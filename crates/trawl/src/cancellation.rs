//! Cooperative cancellation token.

use std::sync::Arc;
use std::sync::atomic::{AtomicBool, Ordering};

/// Cooperative cancellation flag shared between a search and its caller.
///
/// Clones observe the same flag. Long-running steps poll
/// [`is_cancelled`](Self::is_cancelled) between units of work.
#[derive(Debug, Clone, Default)]
pub struct CancellationToken {
    cancelled: Arc<AtomicBool>,
}

impl CancellationToken {
    /// Creates a token that has not been cancelled.
    #[must_use]
    pub fn new() -> Self {
        Self::default()
    }

    /// Returns whether cancellation has been requested.
    #[must_use]
    pub fn is_cancelled(&self) -> bool {
        self.cancelled.load(Ordering::Relaxed)
    }

    /// Requests cancellation.
    pub fn cancel(&self) {
        self.cancelled.store(true, Ordering::Relaxed);
    }
}
//! Pattern text parsing.
//!
//! A structural pattern is ordinary code in the host language with
//! metavariables standing in for the parts that may vary. Parsing replaces
//! each metavariable with a placeholder identifier, parses the result with
//! the host grammar, and exposes the nodes the matcher aligns against.
//!
//! # Pattern Syntax
//!
//! - `$name` matches one syntax node and binds it as `name`
//! - `$_` matches one syntax node without binding it
//! - `$$$name` matches zero or more sibling nodes and binds them as `name`
//!
//! Names start with an ASCII letter or `_` and continue with ASCII letters,
//! digits, or `_`.

use tree_sitter::Node;

use crate::error::{MetavariableProblem, SyntaxError};
use crate::language::SupportedLanguage;
use crate::metavariables::{ANONYMOUS, extract_name, name_from_placeholder, placeholder_for};
use crate::parser::{ParseResult, Parser};

const WRAPPER_NAME: &str = "__trawl_pattern_wrapper__";

/// Pattern text parsed into a Tree-sitter tree.
///
/// The tree is owned here, so nodes returned by [`Self::top_level_nodes`]
/// borrow from the pattern and stay valid for as long as it lives.
#[derive(Debug)]
pub struct ParsedPattern {
    source: String,
    language: SupportedLanguage,
    metavariables: Vec<MetaVariable>,
    parsed: ParseResult,
    wrapped: bool,
}

/// A metavariable occurring in pattern text.
#[derive(Debug, Clone, PartialEq, Eq)]
pub struct MetaVariable {
    /// The name without the `$` prefix.
    pub name: String,
    /// Whether the metavariable matches one node or a run of nodes.
    pub kind: MetaVarKind,
    /// Byte offset of the first `$` in the pattern text.
    pub offset: usize,
}

impl MetaVariable {
    /// Returns whether this is the `$_` wildcard, which never binds.
    #[must_use]
    pub fn is_anonymous(&self) -> bool {
        self.name == ANONYMOUS
    }
}

/// The arity of a metavariable.
#[derive(Debug, Clone, Copy, PartialEq, Eq)]
pub enum MetaVarKind {
    /// Matches exactly one node (`$name`).
    Single,
    /// Matches zero or more sibling nodes (`$$$name`).
    Multiple,
}

impl ParsedPattern {
    /// Parses pattern text for the given language.
    ///
    /// Text that does not parse as a complete file is wrapped in a function
    /// body and parsed again, so statement and expression fragments are
    /// accepted.
    ///
    /// # Errors
    ///
    /// Returns [`SyntaxError::EmptyPattern`] for blank text or text with no
    /// syntax nodes, [`SyntaxError::InvalidMetavariable`] for malformed `$`
    /// sequences, and [`SyntaxError::UnparseablePattern`] when the grammar
    /// rejects the text even after wrapping.
    pub fn parse(source: &str, language: SupportedLanguage) -> Result<Self, SyntaxError> {
        if source.trim().is_empty() {
            return Err(SyntaxError::EmptyPattern);
        }

        let (normalised, metavariables) = normalise(source)?;

        let mut parser = Parser::new(language)?;
        let mut wrapped = false;
        let mut parsed = parser.parse(&normalised)?;
        if parsed.has_errors() {
            parsed = parser.parse(&language.wrap_fragment(&normalised, WRAPPER_NAME))?;
            wrapped = true;
        }
        if let Some(issue) = parsed.issues().first() {
            return Err(SyntaxError::unparseable(language, issue.to_string()));
        }

        let pattern = Self {
            source: source.to_owned(),
            language,
            metavariables,
            parsed,
            wrapped,
        };
        if pattern.top_level_nodes().is_empty() {
            return Err(SyntaxError::EmptyPattern);
        }
        Ok(pattern)
    }

    /// Returns the pattern text as written, before placeholder substitution.
    #[must_use]
    pub fn source(&self) -> &str {
        &self.source
    }

    /// Returns the language the pattern was parsed for.
    #[must_use]
    pub const fn language(&self) -> SupportedLanguage {
        self.language
    }

    /// Returns every metavariable occurrence in textual order.
    #[must_use]
    pub fn metavariables(&self) -> &[MetaVariable] {
        &self.metavariables
    }

    /// Returns the first occurrence of the named metavariable.
    #[must_use]
    pub fn metavariable(&self, name: &str) -> Option<&MetaVariable> {
        self.metavariables.iter().find(|meta| meta.name == name)
    }

    /// Returns whether the pattern contains any metavariables.
    #[must_use]
    pub fn has_metavariables(&self) -> bool {
        !self.metavariables.is_empty()
    }

    /// Returns the parsed tree of the normalised pattern text.
    #[must_use]
    pub const fn parsed(&self) -> &ParseResult {
        &self.parsed
    }

    /// Returns whether the text had to be wrapped in a function to parse.
    #[must_use]
    pub const fn is_wrapped(&self) -> bool {
        self.wrapped
    }

    /// Returns the normalised source text of a pattern node.
    #[must_use]
    pub fn text(&self, node: Node<'_>) -> &str {
        self.parsed.text(node)
    }

    /// Returns the metavariable a pattern node stands for, if any.
    ///
    /// A node stands for a metavariable when its whole text is a placeholder,
    /// which holds for the placeholder identifier and for any wrapper node
    /// around it that adds no text of its own.
    #[must_use]
    pub fn metavariable_at(&self, node: Node<'_>) -> Option<&MetaVariable> {
        name_from_placeholder(self.text(node)).and_then(|name| self.metavariable(name))
    }

    /// Returns the nodes a match is aligned against, in textual order.
    ///
    /// These are the named children of the file root, or of the wrapper
    /// function's body when the text was wrapped. When the pattern is a
    /// single statement that only wraps an expression, the expression is
    /// returned instead, so a call pattern matches calls wherever they occur.
    /// Statement sequences are kept as statements so they align with the
    /// statements of a candidate block.
    #[must_use]
    pub fn top_level_nodes(&self) -> Vec<Node<'_>> {
        let container = self.container();
        let mut cursor = container.walk();
        let nodes: Vec<_> = container
            .named_children(&mut cursor)
            .filter(|node| !node.is_extra())
            .collect();
        match nodes.as_slice() {
            [only] => vec![unwrap_expression_statement(*only)],
            _ => nodes,
        }
    }

    fn container(&self) -> Node<'_> {
        let root = self.parsed.root_node();
        if !self.wrapped {
            return root;
        }

        let Some(wrapper) = root.named_child(0) else {
            return root;
        };
        wrapper
            .child_by_field_name("body")
            .or_else(|| {
                let mut cursor = wrapper.walk();
                wrapper
                    .named_children(&mut cursor)
                    .find(|child| child.kind().contains("block"))
            })
            .unwrap_or(wrapper)
    }
}

fn unwrap_expression_statement(node: Node<'_>) -> Node<'_> {
    if node.kind() != "expression_statement" {
        return node;
    }
    let mut cursor = node.walk();
    let mut named = node.named_children(&mut cursor).filter(|child| !child.is_extra());
    match (named.next(), named.next()) {
        (Some(only), None) => only,
        _ => node,
    }
}

/// Replaces metavariables with placeholders and records each occurrence.
fn normalise(source: &str) -> Result<(String, Vec<MetaVariable>), SyntaxError> {
    let mut out = String::with_capacity(source.len());
    let mut metavariables = Vec::new();
    let mut chars = source.char_indices().peekable();

    while let Some((offset, ch)) = chars.next() {
        if ch != '$' {
            out.push(ch);
            continue;
        }

        let mut dollars = 1;
        while chars.peek().is_some_and(|(_, c)| *c == '$') {
            chars.next();
            dollars += 1;
        }
        let kind = match dollars {
            1 => MetaVarKind::Single,
            3 => MetaVarKind::Multiple,
            other => {
                return Err(SyntaxError::invalid_metavariable(
                    offset,
                    MetavariableProblem::PrefixLength(other),
                ));
            }
        };

        let name = extract_name(&mut chars);
        if name.is_empty() {
            return Err(SyntaxError::invalid_metavariable(
                offset,
                MetavariableProblem::MissingName,
            ));
        }

        out.push_str(&placeholder_for(&name));
        metavariables.push(MetaVariable { name, kind, offset });
    }

    Ok((out, metavariables))
}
☆ ☆ ☆ ☆ ☆
Exercise details
All that should be written out is the stretch of lines above between the one holding "pattern is a" and the one holding "while chars.peek().is_some_and(|(_, c)|", inclusive, exactly as given.

Answer section
    /// function's body when the text was wrapped. When the pattern is a
    /// single statement that only wraps an expression, the expression is
    /// returned instead, so a call pattern matches calls wherever they occur.
    /// Statement sequences are kept as statements so they align with the
    /// statements of a candidate block.
    #[must_use]
    pub fn top_level_nodes(&self) -> Vec<Node<'_>> {
        let container = self.container();
        let mut cursor = container.walk();
        let nodes: Vec<_> = container
            .named_children(&mut cursor)
            .filter(|node| !node.is_extra())
            .collect();
        match nodes.as_slice() {
            [only] => vec![unwrap_expression_statement(*only)],
            _ => nodes,
        }
    }

    fn container(&self) -> Node<'_> {
        let root = self.parsed.root_node();
        if !self.wrapped {
            return root;
        }

        let Some(wrapper) = root.named_child(0) else {
            return root;
        };
        wrapper
            .child_by_field_name("body")
            .or_else(|| {
                let mut cursor = wrapper.walk();
                wrapper
                    .named_children(&mut cursor)
                    .find(|child| child.kind().contains("block"))
            })
            .unwrap_or(wrapper)
    }
}

fn unwrap_expression_statement(node: Node<'_>) -> Node<'_> {
    if node.kind() != "expression_statement" {
        return node;
    }
    let mut cursor = node.walk();
    let mut named = node.named_children(&mut cursor).filter(|child| !child.is_extra());
    match (named.next(), named.next()) {
        (Some(only), None) => only,
        _ => node,
    }
}

/// Replaces metavariables with placeholders and records each occurrence.
fn normalise(source: &str) -> Result<(String, Vec<MetaVariable>), SyntaxError> {
    let mut out = String::with_capacity(source.len());
    let mut metavariables = Vec::new();
    let mut chars = source.char_indices().peekable();

    while let Some((offset, ch)) = chars.next() {
        if ch != '$' {
            out.push(ch);
            continue;
        }

        let mut dollars = 1;
        while chars.peek().is_some_and(|(_, c)| *c == '$') {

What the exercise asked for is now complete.